Wherever the word "OnceLock" occurs in the listing, copy the whole line.

*** Material for this task ***

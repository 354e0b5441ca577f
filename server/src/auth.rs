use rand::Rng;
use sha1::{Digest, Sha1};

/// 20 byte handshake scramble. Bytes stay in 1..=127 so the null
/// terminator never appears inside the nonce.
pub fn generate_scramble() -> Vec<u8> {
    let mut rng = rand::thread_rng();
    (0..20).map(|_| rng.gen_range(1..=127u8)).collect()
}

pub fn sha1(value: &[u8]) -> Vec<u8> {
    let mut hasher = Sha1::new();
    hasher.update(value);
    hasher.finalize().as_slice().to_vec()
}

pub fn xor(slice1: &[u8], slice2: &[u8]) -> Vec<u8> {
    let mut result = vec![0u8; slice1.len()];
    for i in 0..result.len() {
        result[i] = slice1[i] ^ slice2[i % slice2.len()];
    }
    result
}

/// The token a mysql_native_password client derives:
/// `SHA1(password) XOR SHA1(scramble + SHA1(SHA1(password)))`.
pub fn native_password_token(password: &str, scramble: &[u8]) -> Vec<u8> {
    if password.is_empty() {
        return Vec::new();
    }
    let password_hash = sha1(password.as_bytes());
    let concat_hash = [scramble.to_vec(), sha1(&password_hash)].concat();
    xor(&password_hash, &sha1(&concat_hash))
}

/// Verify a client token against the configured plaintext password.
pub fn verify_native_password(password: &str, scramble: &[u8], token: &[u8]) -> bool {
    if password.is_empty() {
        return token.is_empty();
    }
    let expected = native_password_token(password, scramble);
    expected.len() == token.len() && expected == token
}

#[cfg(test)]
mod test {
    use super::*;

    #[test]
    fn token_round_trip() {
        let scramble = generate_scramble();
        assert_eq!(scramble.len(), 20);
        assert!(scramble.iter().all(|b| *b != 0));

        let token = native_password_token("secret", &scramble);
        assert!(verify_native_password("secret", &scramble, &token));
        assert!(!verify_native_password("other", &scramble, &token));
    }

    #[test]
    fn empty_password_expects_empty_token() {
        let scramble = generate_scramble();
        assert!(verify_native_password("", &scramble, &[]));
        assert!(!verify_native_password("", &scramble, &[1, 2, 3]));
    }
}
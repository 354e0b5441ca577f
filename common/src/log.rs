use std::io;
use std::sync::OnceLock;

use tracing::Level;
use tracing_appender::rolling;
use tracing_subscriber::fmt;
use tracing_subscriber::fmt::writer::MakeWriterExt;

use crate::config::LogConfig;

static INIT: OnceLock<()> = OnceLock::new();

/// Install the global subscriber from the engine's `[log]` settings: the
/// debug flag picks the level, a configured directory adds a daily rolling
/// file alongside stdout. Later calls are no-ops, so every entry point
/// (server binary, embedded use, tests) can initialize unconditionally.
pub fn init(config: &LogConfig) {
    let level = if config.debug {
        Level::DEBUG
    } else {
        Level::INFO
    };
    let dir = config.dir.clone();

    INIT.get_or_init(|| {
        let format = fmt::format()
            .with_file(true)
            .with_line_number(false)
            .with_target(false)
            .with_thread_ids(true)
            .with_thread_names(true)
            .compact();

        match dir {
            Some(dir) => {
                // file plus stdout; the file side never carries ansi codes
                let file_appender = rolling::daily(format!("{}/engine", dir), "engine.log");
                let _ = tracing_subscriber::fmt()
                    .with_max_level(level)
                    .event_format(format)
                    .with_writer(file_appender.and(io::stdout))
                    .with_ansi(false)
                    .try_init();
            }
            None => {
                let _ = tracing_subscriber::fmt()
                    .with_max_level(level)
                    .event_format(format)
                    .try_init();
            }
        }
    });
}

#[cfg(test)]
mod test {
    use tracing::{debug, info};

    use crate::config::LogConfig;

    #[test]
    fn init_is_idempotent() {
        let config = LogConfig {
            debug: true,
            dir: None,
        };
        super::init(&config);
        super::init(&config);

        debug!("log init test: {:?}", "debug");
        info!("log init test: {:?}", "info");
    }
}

*** End of Material for this task ***

Response box ->
use std::sync::OnceLock;
static INIT: OnceLock<()> = OnceLock::new();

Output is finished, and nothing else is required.